Os meus amigos imaginários são, conscientemente, imaginários. Tenho pena de nunca ter tido daqueles verdadeiros que os miúdos inventam. Desses é que eu queria.
O que conta, nesse paralelo, a Amália Rodrigues, David Lynch ou a Oscar Wilde?
Sou deslumbrado por pessoas e não podia deixar de deslumbrar-me por quem parece andar palmos acima dos outros mortais. Alguns criadores quase tornam desnecessária a existência de Deus. A Billie Holiday, por si só, vale uma religião inteira.
Parecendo-lhe ‘ideia doida’, aceitou integrar com Jorge Reis-Sá a Quasi Edições. Fascina-o o que não é lúcido?
Não. Não bebo álcool, não fumo, não uso drogas. Sou um homem muito lúcido e assim me preservo. Por isso, talvez me fascine por quem me proponha algo que, à primeira vista, parece fora do meu alcance. Gosto de ser desafiado, se houver no desafio um sonho honesto. O do Jorge era muito real.
No entanto, saiu da editora em conflito com ele, dedicando-lhe o poema “O funeral do Jorge Reis-Sá”. Vinga-se sempre de quem o desilude?
Quem lhe disse que saí em conflito com ele? Escrevi uma carta linda, que enviei a dezenas de pessoas, incluindo jornalistas, dizendo o quanto a Quasi havia sido importante para mim e que chegara o momento de pensar em outras coisas. “O funeral do Jorge Reis-Sá” é um poema de saudade, nunca de desprezo. Continuo amigo dele, talvez mais do que ele próprio imagina.
Mas as editoras não parecem ser o seu lado melhor sucedido. A sua “Objecto cardíaco” morreu de enfarte?

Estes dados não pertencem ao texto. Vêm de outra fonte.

//! Project outline parser for ASCII/Unicode directory listings.
//!
//! Models often describe a project layout before emitting its files:
//!
//! ```text
//! my-app/
//! ├── src/
//! │   ├── App.tsx      # root component
//! │   └── index.ts
//! └── package.json
//! ```
//!
//! Only fenced blocks containing at least one branch glyph are read; when several
//! qualify the last one wins.

use serde::{Deserialize, Serialize};

use crate::extract::BlockExtractor;

const BRANCHES: [&str; 7] = ["├──", "└──", "├─", "└─", "|--", "`--", "+--"];

#[derive(Debug, Clone, PartialEq, Eq, Serialize, Deserialize)]
pub struct OutlineNode {
    pub name: String,
    pub is_folder: bool,
    #[serde(default, skip_serializing_if = "Option::is_none")]
    pub comment: Option<String>,
    #[serde(default, skip_serializing_if = "Vec::is_empty")]
    pub children: Vec<OutlineNode>,
}

/// Outline from the last fenced listing in `text`, or empty.
pub fn parse_outline(text: &str) -> Vec<OutlineNode> {
    BlockExtractor::fenced(text)
        .into_iter()
        .rev()
        .find(|block| BRANCHES.iter().any(|b| block.text.contains(b)))
        .map(|block| parse_outline_lines(&block.text))
        .unwrap_or_default()
}

/// Parse a bare listing. Branch lines take their level from the rail prefix;
/// other lines use two spaces of indent per level.
pub fn parse_outline_lines(listing: &str) -> Vec<OutlineNode> {
    let mut roots = Vec::new();
    let mut stack: Vec<(usize, OutlineNode)> = Vec::new();

    for raw in listing.lines() {
        let Some((level, entry)) = split_level(raw.trim_end()) else {
            continue;
        };
        let Some(node) = parse_entry(entry) else {
            continue;
        };
        while let Some((top_level, top)) = stack.last() {
            if *top_level >= level || !top.is_folder {
                pop_into(&mut stack, &mut roots);
            } else {
                break;
            }
        }
        stack.push((level, node));
    }
    while !stack.is_empty() {
        pop_into(&mut stack, &mut roots);
    }
    roots
}

/// Slash-joined paths of every node, folders suffixed with `/`.
pub fn outline_paths(nodes: &[OutlineNode]) -> Vec<String> {
    fn visit(nodes: &[OutlineNode], prefix: &str, out: &mut Vec<String>) {
        for node in nodes {
            let path = if prefix.is_empty() {
                node.name.clone()
            } else {
                format!("{prefix}/{}", node.name)
            };
            out.push(if node.is_folder { format!("{path}/") } else { path.clone() });
            visit(&node.children, &path, out);
        }
    }
    let mut out = Vec::new();
    visit(nodes, "", &mut out);
    out
}

fn pop_into(stack: &mut Vec<(usize, OutlineNode)>, roots: &mut Vec<OutlineNode>) {
    if let Some((_, node)) = stack.pop() {
        match stack.last_mut() {
            Some((_, parent)) => parent.children.push(node),
            None => roots.push(node),
        }
    }
}

fn is_rail(c: char) -> bool {
    matches!(c, '│' | '|' | ' ' | '\t' | '\u{a0}')
}

fn split_level(line: &str) -> Option<(usize, &str)> {
    if line.trim().is_empty() {
        return None;
    }
    for branch in BRANCHES {
        if let Some(at) = line.find(branch) {
            let prefix = &line[..at];
            if prefix.chars().all(is_rail) {
                let width = branch.chars().count() + 1;
                let level = prefix.chars().count() / width + 1;
                return Some((level, &line[at + branch.len()..]));
            }
        }
    }
    if line.chars().all(is_rail) {
        return None;
    }
    let indent = line.chars().take_while(|c| *c == ' ' || *c == '\t').count();
    Some((indent / 2, line))
}

fn parse_entry(entry: &str) -> Option<OutlineNode> {
    let entry = entry.trim();
    let (name, comment) = match find_comment(entry) {
        Some(at) => {
            let comment = entry[at + 1..].trim();
            (entry[..at].trim(), (!comment.is_empty()).then(|| comment.to_string()))
        }
        None => (entry, None),
    };
    let is_folder = name.ends_with('/');
    let name = name.trim_end_matches('/').trim();
    if name.is_empty() {
        return None;
    }
    Some(OutlineNode {
        name: name.to_string(),
        is_folder,
        comment,
        children: Vec::new(),
    })
}

/// Byte offset of a `#` preceded by whitespace.
fn find_comment(entry: &str) -> Option<usize> {
    let mut prev_space = false;
    for (i, c) in entry.char_indices() {
        if c == '#' && prev_space {
            return Some(i);
        }
        prev_space = c.is_whitespace();
    }
    None
}

#[cfg(test)]
mod tests {
    use super::*;

    const LISTING: &str = "my-app/\n├── src/\n│   ├── App.tsx      # root component\n│   └── index.ts\n└── package.json\n";

    #[test]
    fn unicode_tree_nests_by_rail_depth() {
        let nodes = parse_outline_lines(LISTING);
        assert_eq!(nodes.len(), 1);
        assert!(nodes[0].is_folder);
        assert_eq!(
            outline_paths(&nodes),
            vec![
                "my-app/",
                "my-app/src/",
                "my-app/src/App.tsx",
                "my-app/src/index.ts",
                "my-app/package.json",
            ]
        );
        let app = &nodes[0].children[0].children[0];
        assert_eq!(app.comment.as_deref(), Some("root component"));
        assert!(!app.is_folder);
    }

    #[test]
    fn ascii_branches_and_plain_indent() {
        let ascii = "app/\n|-- lib/\n|   `-- util.js\n+-- main.js";
        assert_eq!(
            outline_paths(&parse_outline_lines(ascii)),
            vec!["app/", "app/lib/", "app/lib/util.js", "app/main.js"]
        );

        let plain = "docs/\n  intro.md\n  guide/\n    setup.md\nREADME.md";
        assert_eq!(
            outline_paths(&parse_outline_lines(plain)),
            vec!["docs/", "docs/intro.md", "docs/guide/", "docs/guide/setup.md", "README.md"]
        );
    }

    #[test]
    fn children_of_files_attach_to_nearest_folder() {
        let listing = "src/\n  a.ts\n    b.ts";
        assert_eq!(
            outline_paths(&parse_outline_lines(listing)),
            vec!["src/", "src/a.ts", "src/b.ts"]
        );
    }

    #[test]
    fn only_fenced_listings_with_glyphs_count() {
        let text = format!(
            "Intro\n```bash\nnpm install\n```\n```txt\n{LISTING}```\n├── stray.txt outside a fence"
        );
        let nodes = parse_outline(&text);
        assert_eq!(nodes[0].name, "my-app");
        assert!(parse_outline("no listing here").is_empty());
    }
}
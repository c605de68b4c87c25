//! Tree Builder: flat blocks → nested file/folder tree.

use indexmap::IndexMap;
use once_cell::sync::Lazy;
use regex::Regex;
use serde::{Deserialize, Serialize};
use tracing::debug;

use crate::extract::ContentBlock;

static LEADING_MARKER: Lazy<Regex> =
    Lazy::new(|| Regex::new(r"^(?:#|//)\s*").expect("leading marker pattern"));

/// Kind reported for folder nodes.
pub const FOLDER_KIND: &str = "folder";

/// One node of an artifact tree. Names are unique within a `children` list.
#[derive(Debug, Clone, PartialEq, Eq, Serialize, Deserialize)]
#[serde(tag = "type", rename_all = "lowercase")]
pub enum ArtifactNode {
    File {
        kind: String,
        name: String,
        text: String,
    },
    Folder {
        name: String,
        children: Vec<ArtifactNode>,
    },
}

impl ArtifactNode {
    pub fn file(kind: impl Into<String>, name: impl Into<String>, text: impl Into<String>) -> Self {
        ArtifactNode::File {
            kind: kind.into(),
            name: name.into(),
            text: text.into(),
        }
    }

    pub fn folder(name: impl Into<String>, children: Vec<ArtifactNode>) -> Self {
        ArtifactNode::Folder {
            name: name.into(),
            children,
        }
    }

    pub fn name(&self) -> &str {
        match self {
            ArtifactNode::File { name, .. } | ArtifactNode::Folder { name, .. } => name,
        }
    }

    pub fn kind(&self) -> &str {
        match self {
            ArtifactNode::File { kind, .. } => kind,
            ArtifactNode::Folder { .. } => FOLDER_KIND,
        }
    }

    pub fn is_folder(&self) -> bool {
        matches!(self, ArtifactNode::Folder { .. })
    }

    pub fn text(&self) -> Option<&str> {
        match self {
            ArtifactNode::File { text, .. } => Some(text),
            ArtifactNode::Folder { .. } => None,
        }
    }

    pub fn children(&self) -> &[ArtifactNode] {
        match self {
            ArtifactNode::Folder { children, .. } => children,
            ArtifactNode::File { .. } => &[],
        }
    }
}

// -----------------------------------------------------------------------------
// Builder
// -----------------------------------------------------------------------------

enum Draft {
    File { kind: String, text: String },
    Folder(IndexMap<String, Draft>),
}

pub struct TreeBuilder;

impl TreeBuilder {
    /// Nameless blocks and names that normalize to no segments are skipped.
    pub fn build(blocks: Vec<ContentBlock>) -> Vec<ArtifactNode> {
        let mut root: IndexMap<String, Draft> = IndexMap::new();
        for block in blocks {
            let Some(name) = block.name.as_deref() else {
                debug!(target: "quill::tree", kind = %block.kind, "Skipping nameless block");
                continue;
            };
            let segments = path_segments(name);
            if segments.is_empty() {
                debug!(target: "quill::tree", name = %name, "Skipping block with empty path");
                continue;
            }
            insert(&mut root, &segments, block.kind, block.text);
        }
        let tree = finish(root);
        debug!(target: "quill::tree", roots = tree.len(), "Built artifact tree");
        tree
    }
}

/// Convenience wrapper around [`TreeBuilder::build`].
pub fn build_tree(blocks: Vec<ContentBlock>) -> Vec<ArtifactNode> {
    TreeBuilder::build(blocks)
}

/// Strip a leading `#` or `//` marker and split on `/`, dropping empty, `.`
/// and `..` segments.
pub fn path_segments(name: &str) -> Vec<String> {
    LEADING_MARKER
        .replace(name.trim(), "")
        .split('/')
        .map(str::trim)
        .filter(|s| !matches!(*s, "" | "." | ".."))
        .map(str::to_string)
        .collect()
}

fn insert(level: &mut IndexMap<String, Draft>, segments: &[String], kind: String, text: String) {
    let Some((head, rest)) = segments.split_first() else {
        return;
    };
    if rest.is_empty() {
        // IndexMap::insert keeps the original slot, so replaced entries keep their position.
        level.insert(head.clone(), Draft::File { kind, text });
        return;
    }
    let slot = level
        .entry(head.clone())
        .or_insert_with(|| Draft::Folder(IndexMap::new()));
    if let Draft::File { .. } = slot {
        *slot = Draft::Folder(IndexMap::new());
    }
    if let Draft::Folder(children) = slot {
        insert(children, rest, kind, text);
    }
}

fn finish(level: IndexMap<String, Draft>) -> Vec<ArtifactNode> {
    level
        .into_iter()
        .map(|(name, draft)| match draft {
            Draft::File { kind, text } => ArtifactNode::File { kind, name, text },
            Draft::Folder(children) => ArtifactNode::Folder {
                name,
                children: finish(children),
            },
        })
        .collect()
}

// -----------------------------------------------------------------------------
// Traversal
// -----------------------------------------------------------------------------

/// All File nodes, depth-first, with their slash-joined paths.
pub fn walk_files(tree: &[ArtifactNode]) -> Vec<(String, &ArtifactNode)> {
    fn visit<'a>(nodes: &'a [ArtifactNode], prefix: &str, out: &mut Vec<(String, &'a ArtifactNode)>) {
        for node in nodes {
            let path = if prefix.is_empty() {
                node.name().to_string()
            } else {
                format!("{prefix}/{}", node.name())
            };
            match node {
                ArtifactNode::File { .. } => out.push((path, node)),
                ArtifactNode::Folder { children, .. } => visit(children, &path, out),
            }
        }
    }
    let mut out = Vec::new();
    visit(tree, "", &mut out);
    out
}

pub fn collect_files(tree: &[ArtifactNode]) -> Vec<&ArtifactNode> {
    walk_files(tree).into_iter().map(|(_, node)| node).collect()
}

/// First File (depth-first) whose name or full path equals `name`.
pub fn find_file<'a>(tree: &'a [ArtifactNode], name: &str) -> Option<&'a ArtifactNode> {
    walk_files(tree)
        .into_iter()
        .find(|(path, node)| node.name() == name || path == name)
        .map(|(_, node)| node)
}

pub fn find_file_mut<'a>(tree: &'a mut [ArtifactNode], name: &str) -> Option<&'a mut ArtifactNode> {
    fn visit<'a>(
        nodes: &'a mut [ArtifactNode],
        prefix: &str,
        name: &str,
    ) -> Option<&'a mut ArtifactNode> {
        for node in nodes.iter_mut() {
            let path = if prefix.is_empty() {
                node.name().to_string()
            } else {
                format!("{prefix}/{}", node.name())
            };
            if !node.is_folder() && (node.name() == name || path == name) {
                return Some(node);
            }
            if let ArtifactNode::Folder { children, .. } = node {
                if let Some(found) = visit(children, &path, name) {
                    return Some(found);
                }
            }
        }
        None
    }
    visit(tree, "", name)
}

#[cfg(test)]
mod tests {
    use super::*;

    fn block(kind: &str, name: &str, text: &str) -> ContentBlock {
        ContentBlock::new(kind, Some(name.to_string()), text)
    }

    fn depth(nodes: &[ArtifactNode]) -> usize {
        nodes
            .iter()
            .map(|n| 1 + depth(n.children()))
            .max()
            .unwrap_or(0)
    }

    #[test]
    fn nested_path_creates_folders() {
        let tree = TreeBuilder::build(vec![block("md", "a/b/c.md", "deep")]);
        assert_eq!(depth(&tree), 3);
        assert_eq!(
            tree,
            vec![ArtifactNode::folder(
                "a",
                vec![ArtifactNode::folder(
                    "b",
                    vec![ArtifactNode::file("md", "c.md", "deep")]
                )]
            )]
        );
    }

    #[test]
    fn marker_and_empty_segments_are_stripped() {
        assert_eq!(path_segments("# src//App.tsx"), vec!["src", "App.tsx"]);
        assert_eq!(path_segments("// lib/util.ts"), vec!["lib", "util.ts"]);
        assert!(path_segments("//").is_empty());
        assert!(path_segments("  ").is_empty());
        assert_eq!(path_segments("../../x.md"), vec!["x.md"]);
        assert_eq!(path_segments("./src/../App.tsx"), vec!["src", "App.tsx"]);
    }

    #[test]
    fn nameless_and_empty_paths_are_skipped() {
        let blocks = vec![
            ContentBlock::new("text", None, "loose"),
            block("text", "/", "nothing"),
            block("md", "kept.md", "yes"),
        ];
        let tree = TreeBuilder::build(blocks);
        assert_eq!(tree, vec![ArtifactNode::file("md", "kept.md", "yes")]);
    }

    #[test]
    fn later_block_overwrites_in_place() {
        let tree = TreeBuilder::build(vec![
            block("md", "x.md", "one"),
            block("md", "y.md", "other"),
            block("md", "x.md", "two"),
        ]);
        let names: Vec<_> = tree.iter().map(ArtifactNode::name).collect();
        assert_eq!(names, vec!["x.md", "y.md"]);
        assert_eq!(tree[0].text(), Some("two"));
    }

    #[test]
    fn file_replaces_folder_and_folder_replaces_file() {
        let tree = TreeBuilder::build(vec![block("md", "docs/a.md", "a"), block("md", "docs", "flat")]);
        assert_eq!(tree, vec![ArtifactNode::file("md", "docs", "flat")]);

        let tree = TreeBuilder::build(vec![block("md", "docs", "flat"), block("md", "docs/a.md", "a")]);
        assert!(tree[0].is_folder());
        assert_eq!(tree[0].children().len(), 1);
    }

    #[test]
    fn find_file_matches_name_or_path() {
        let tree = TreeBuilder::build(vec![
            block("ts", "src/App.tsx", "app"),
            block("ts", "lib/App.tsx", "other"),
        ]);
        assert_eq!(find_file(&tree, "App.tsx").and_then(ArtifactNode::text), Some("app"));
        assert_eq!(
            find_file(&tree, "lib/App.tsx").and_then(ArtifactNode::text),
            Some("other")
        );
        let paths: Vec<_> = walk_files(&tree).into_iter().map(|(p, _)| p).collect();
        assert_eq!(paths, vec!["src/App.tsx", "lib/App.tsx"]);
    }
}
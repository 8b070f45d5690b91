use crate::types::ids::UserId;
use chrono::{DateTime, Utc};
use serde::{Deserialize, Serialize};

#[derive(Debug, Clone, PartialEq, Eq, Serialize, Deserialize)]
pub struct User {
    pub id: UserId,
    pub display_name: String,
    pub created_at: DateTime<Utc>,
}
use crate::types::enums::{InvoicingMethod, ParticipantRole, ProjectStatus};
use crate::types::ids::{OrganizationId, ProjectId, UserId};
use chrono::{DateTime, Utc};
use serde::{Deserialize, Serialize};

#[derive(Debug, Clone, PartialEq, Eq, Serialize, Deserialize)]
pub struct CreateProjectInput {
    pub organization_id: OrganizationId,
    pub title: String,
    pub freelancer_id: UserId,
    pub commissioner_id: UserId,
    pub invoicing_method: InvoicingMethod,
    pub due_date: Option<DateTime<Utc>>,
}

/// Task shape seeded from the matched gig at activation time.
#[derive(Debug, Clone, PartialEq, Eq, Serialize, Deserialize)]
pub struct TaskSeed {
    pub title: String,
    pub description: String,
}

#[derive(Debug, Clone, PartialEq, Eq, Serialize, Deserialize)]
pub struct CreateTaskInput {
    pub project_id: ProjectId,
    pub title: String,
    pub description: String,
}

#[derive(Debug, Clone, PartialEq, Eq, Serialize, Deserialize)]
pub struct ProjectFilter {
    pub organization_id: Option<OrganizationId>,
    pub participant_id: Option<UserId>,
    pub status: Option<Vec<ProjectStatus>>,
}

#[derive(Debug, Clone, PartialEq, Eq, Serialize, Deserialize)]
pub struct RatingRequest {
    pub project_id: ProjectId,
    pub rater_user_id: UserId,
    pub rater_role: ParticipantRole,
    pub subject_user_id: UserId,
    pub subject_role: ParticipantRole,
    pub rating: u8,
    pub comment: Option<String>,
}

#[derive(Debug, Clone, PartialEq, Eq, Serialize, Deserialize)]
pub struct RegisterUserInput {
    pub display_name: String,
}
use crate::util::{decode_enum, encode_enum, from_rfc3339, to_rfc3339};
use rusqlite::Connection;
use wd_core::error::ProjectError;
use wd_core::projects::ProjectRepository;
use wd_core::types::enums::{InvoicingMethod, ProjectStatus};
use wd_core::types::ids::{OrganizationId, ProjectId, UserId};
use wd_core::types::io::{CreateProjectInput, ProjectFilter};
use wd_core::types::project::Project;

pub struct ProjectRepo<'a> {
    pub conn: &'a Connection,
}

impl<'a> ProjectRepo<'a> {
    pub fn new(conn: &'a Connection) -> Self {
        Self { conn }
    }
}

fn db_err(err: impl ToString) -> ProjectError {
    ProjectError::InvalidInput {
        message: err.to_string(),
    }
}

const PROJECT_COLUMNS: &str = "id, organization_id, title, freelancer_id, commissioner_id, status, invoicing_method, due_date, completion_date, created_at, updated_at";

impl<'a> ProjectRepository for ProjectRepo<'a> {
    fn create(&self, input: CreateProjectInput) -> Result<Project, ProjectError> {
        let now = chrono::Utc::now();
        let project = Project {
            id: ProjectId::generate(),
            organization_id: input.organization_id,
            title: input.title,
            freelancer_id: input.freelancer_id,
            commissioner_id: input.commissioner_id,
            status: ProjectStatus::Ongoing,
            invoicing_method: input.invoicing_method,
            due_date: input.due_date,
            completion_date: None,
            created_at: now,
            updated_at: now,
        };

        let sql = "INSERT INTO projects (id, organization_id, title, freelancer_id, commissioner_id, status, invoicing_method, due_date, completion_date, created_at, updated_at) VALUES (?1, ?2, ?3, ?4, ?5, ?6, ?7, ?8, ?9, ?10, ?11)";
        let params = (
            project.id.as_str(),
            project.organization_id.as_str(),
            project.title.clone(),
            project.freelancer_id.as_str(),
            project.commissioner_id.as_str(),
            encode_enum(&project.status).map_err(db_err)?,
            encode_enum(&project.invoicing_method).map_err(db_err)?,
            project.due_date.map(|value| to_rfc3339(&value)),
            project.completion_date.map(|value| to_rfc3339(&value)),
            to_rfc3339(&project.created_at),
            to_rfc3339(&project.updated_at),
        );
        self.conn.execute(sql, params).map_err(db_err)?;

        Ok(project)
    }

    fn get(&self, id: &ProjectId) -> Result<Option<Project>, ProjectError> {
        let sql = format!("SELECT {PROJECT_COLUMNS} FROM projects WHERE id = ?1");
        let mut stmt = self.conn.prepare(&sql).map_err(db_err)?;
        let mut rows = stmt.query([id.as_str()]).map_err(db_err)?;
        let Some(row) = rows.next().map_err(db_err)? else {
            return Ok(None);
        };
        map_project_row(row).map(Some)
    }

    fn list(&self, filter: ProjectFilter) -> Result<Vec<Project>, ProjectError> {
        let mut clauses: Vec<String> = Vec::new();
        let mut params: Vec<Box<dyn rusqlite::types::ToSql>> = Vec::new();

        if let Some(org) = &filter.organization_id {
            params.push(Box::new(org.as_str().to_string()));
            clauses.push(format!("organization_id = ?{}", params.len()));
        }
        if let Some(user) = &filter.participant_id {
            params.push(Box::new(user.as_str().to_string()));
            let n = params.len();
            clauses.push(format!("(freelancer_id = ?{n} OR commissioner_id = ?{n})"));
        }
        if let Some(statuses) = &filter.status {
            if statuses.is_empty() {
                return Ok(Vec::new());
            }
            let mut placeholders = Vec::new();
            for status in statuses {
                params.push(Box::new(encode_enum(status).map_err(db_err)?));
                placeholders.push(format!("?{}", params.len()));
            }
            clauses.push(format!("status IN ({})", placeholders.join(", ")));
        }

        let mut sql = format!("SELECT {PROJECT_COLUMNS} FROM projects");
        if !clauses.is_empty() {
            sql.push_str(" WHERE ");
            sql.push_str(&clauses.join(" AND "));
        }
        sql.push_str(" ORDER BY created_at ASC");

        let mut stmt = self.conn.prepare(&sql).map_err(db_err)?;
        let mut rows = stmt
            .query(rusqlite::params_from_iter(params))
            .map_err(db_err)?;
        let mut projects = Vec::new();
        while let Some(row) = rows.next().map_err(db_err)? {
            projects.push(map_project_row(row)?);
        }
        Ok(projects)
    }

    fn set_status(
        &self,
        id: &ProjectId,
        status: ProjectStatus,
        completion_date: Option<chrono::DateTime<chrono::Utc>>,
    ) -> Result<Project, ProjectError> {
        let mut project = self.get(id)?.ok_or(ProjectError::NotFound)?;
        project.status = status;
        if let Some(value) = completion_date {
            project.completion_date = Some(value);
        }
        project.updated_at = chrono::Utc::now();

        let sql =
            "UPDATE projects SET status = ?1, completion_date = ?2, updated_at = ?3 WHERE id = ?4";
        let params = (
            encode_enum(&project.status).map_err(db_err)?,
            project.completion_date.map(|value| to_rfc3339(&value)),
            to_rfc3339(&project.updated_at),
            project.id.as_str(),
        );
        self.conn.execute(sql, params).map_err(db_err)?;

        Ok(project)
    }
}

fn map_project_row(row: &rusqlite::Row<'_>) -> Result<Project, ProjectError> {
    let id: String = row.get(0).map_err(db_err)?;
    let organization_id: String = row.get(1).map_err(db_err)?;
    let title: String = row.get(2).map_err(db_err)?;
    let freelancer_id: String = row.get(3).map_err(db_err)?;
    let commissioner_id: String = row.get(4).map_err(db_err)?;
    let status: String = row.get(5).map_err(db_err)?;
    let invoicing_method: String = row.get(6).map_err(db_err)?;
    let due_date: Option<String> = row.get(7).map_err(db_err)?;
    let completion_date: Option<String> = row.get(8).map_err(db_err)?;
    let created_at: String = row.get(9).map_err(db_err)?;
    let updated_at: String = row.get(10).map_err(db_err)?;

    let status: ProjectStatus = decode_enum(&status).map_err(db_err)?;
    let invoicing_method: InvoicingMethod = decode_enum(&invoicing_method).map_err(db_err)?;

    Ok(Project {
        id: ProjectId::new(id).map_err(db_err)?,
        organization_id: OrganizationId::new(organization_id).map_err(db_err)?,
        title,
        freelancer_id: UserId::new(freelancer_id).map_err(db_err)?,
        commissioner_id: UserId::new(commissioner_id).map_err(db_err)?,
        status,
        invoicing_method,
        due_date: due_date
            .map(|value| from_rfc3339(&value))
            .transpose()
            .map_err(db_err)?,
        completion_date: completion_date
            .map(|value| from_rfc3339(&value))
            .transpose()
            .map_err(db_err)?,
        created_at: from_rfc3339(&created_at).map_err(db_err)?,
        updated_at: from_rfc3339(&updated_at).map_err(db_err)?,
    })
}
use crate::error::{MarketplaceError, ProjectError, RatingError, TaskError, UserError};
use crate::events::EventRepository;
use crate::notifications::NotificationRepository;
use crate::projects::ProjectRepository;
use crate::ratings::RatingRepository;
use crate::store::Store;
use crate::tasks::TaskRepository;
use crate::types::event::EventBody;
use crate::types::{
    CreateProjectInput, CreateTaskInput, InvoicingMethod, ParticipantRole, Project, ProjectFilter,
    ProjectId, ProjectProgress, ProjectRating, ProjectStatus, RatingDenial, RatingGuardResult,
    RatingId, RatingPrompt, RatingRequest, RegisterUserInput, ReviewAction, Task, TaskId, TaskSeed,
    TaskStatus, User, UserId,
};
use crate::users::UserRepository;
use crate::validation::{
    can_submit, validate_project_status_transition, validate_rating, validate_reference_url,
    validate_rejection_comment, validate_task_status_transition,
};
use chrono::Utc;
use wd_events::bus::EventBus;
use wd_events::types::{EventRecord, EventSource};

#[derive(Debug, Clone)]
pub struct RequestContext {
    pub source: EventSource,
    pub correlation_id: Option<String>,
}

impl RequestContext {
    pub fn new(source: EventSource, correlation_id: Option<String>) -> Self {
        Self {
            source,
            correlation_id,
        }
    }
}

/// Facade over the marketplace core. Every mutation runs inside one store
/// transaction together with its event appends; committed events are then
/// re-published on the bus, best-effort.
pub struct Marketplace<S: Store> {
    store: S,
    event_bus: EventBus,
}

impl<S: Store> Marketplace<S> {
    pub fn new(store: S, event_bus: EventBus) -> Self {
        Self { store, event_bus }
    }

    pub fn projects(&self) -> ProjectsApi<'_, S> {
        ProjectsApi { core: self }
    }

    pub fn tasks(&self) -> TasksApi<'_, S> {
        TasksApi { core: self }
    }

    pub fn ratings(&self) -> RatingsApi<'_, S> {
        RatingsApi { core: self }
    }

    pub fn notifications(&self) -> NotificationsApi<'_, S> {
        NotificationsApi { core: self }
    }

    pub fn users(&self) -> UsersApi<'_, S> {
        UsersApi { core: self }
    }

    pub fn events(&self) -> EventsApi<'_, S> {
        EventsApi { core: self }
    }

    pub fn store(&self) -> &S {
        &self.store
    }

    fn with_events<T, F>(&self, ctx: &RequestContext, f: F) -> Result<T, MarketplaceError>
    where
        F: FnOnce(&S) -> Result<(T, Vec<EventBody>), MarketplaceError>,
    {
        let (value, records) = self.store.with_tx(|store| {
            let (value, bodies) = f(store)?;
            let mut records = Vec::new();
            for body in bodies {
                let record = build_event_record(ctx, body)?;
                let record = store.events().append(record)?;
                records.push(record);
            }
            Ok((value, records))
        })?;
        for record in records {
            let _ = self.event_bus.publish(record);
        }
        Ok(value)
    }
}

pub struct ProjectsApi<'a, S: Store> {
    core: &'a Marketplace<S>,
}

As Quasi Edições foram mesmo criadas por mim e pelo Jorge enquanto projecto profissional. Durante os primeiros quatro anos decidi – com ele, claro – linhas fundamentais para o sucesso daquela marca. Muitos dos seus autores de sucesso foram escolhidos e «trabalhados» por mim. Dizer que não tive sucesso como editor é pura maldade. a objecto cardíaco morreu atropelada no trânsito. Sabe como são as estradas de portugal.
Lida bem com os fiascos?
Estou vivo. Ainda não tive o grande fiasco da minha vida. Há sempre a possibilidade de falhar melhor. Até lá vou indo muito bem.
E com os elogios? José Saramago comparou-o a um tsunami. Revê-se nessa espécie de abrupta onda criativa?
Sou um bocado agitado mas, como é mais por dentro, compreendo que custe a crer. Mas sou um bocado abrupto, sim. Também lho juro, se for preciso.
Na escola, as suas redacções já faziam adivinhar o futuro?
Acho que não. Não dava erros. Era bem comportado. Muito discreto. Os professores de português não reparavam em mim. Hoje, eu lembro-me de alguns, mas eles conhecem-me como autor e não imaginam que me tiveram como aluno. Às vezes acho isso frustrante, raios os partam.
Ainda gostava de ser igual a Adolfo Luxúria Canibal?
Vou querer sempre ser como ele, porque é um artista excepcional que se faz a partir de um homem de incrível valor humano. Queria muito ser um excelente artista sem nunca deixar de ser profundamente cumpridor dos princípios mais humanistas.
Têm em comum o curso de Direito. Imagina-se a exercê-lo ou só trocaria arte por arte?
Odeio o exercício do Direito. Adorei fazer o curso. Se me deixarem ganhar a vida com arte fico-lhes muito agradecido e acredito que, esporadicamente, serei feliz.
É verdade que a sua recordação mais nítida do 25 de Abril de 1974 é a criança loura que nunca tinha visto?
Sim. Um rapaz que dizia: «eu cá vou brincar para ali; eu cá estou cansado». Nunca mais me esqueci disto.
E da convulsão real desse dia, que recordação tem?
Da minha mãe a segurar-me de encontro ao peito e de acharmos que uma bala nos mataria. Fomos para o carro e o meu pai conduziu para um lugar onde as pessoas estavam felizes. Mas disso, infelizmente, já não me lembro.
“É como se Deus existisse e quisesse que eu acreditasse nele”. A fé é uma luz intermitente?
É. Quando estou muito zangado não tenho fé e digo coisas muito feias.
É o que o salva ou o que o faz querer salvar alguém?
Não. O que me salva sou eu e a minha família e os meus amigos e muitos desconhecidos que, acredito, enviam energias positivas para o universo. Adorava acreditar que salvo alguém mais. Gosto das pessoas. Quero que elas sejam felizes, com fé ou sem fé.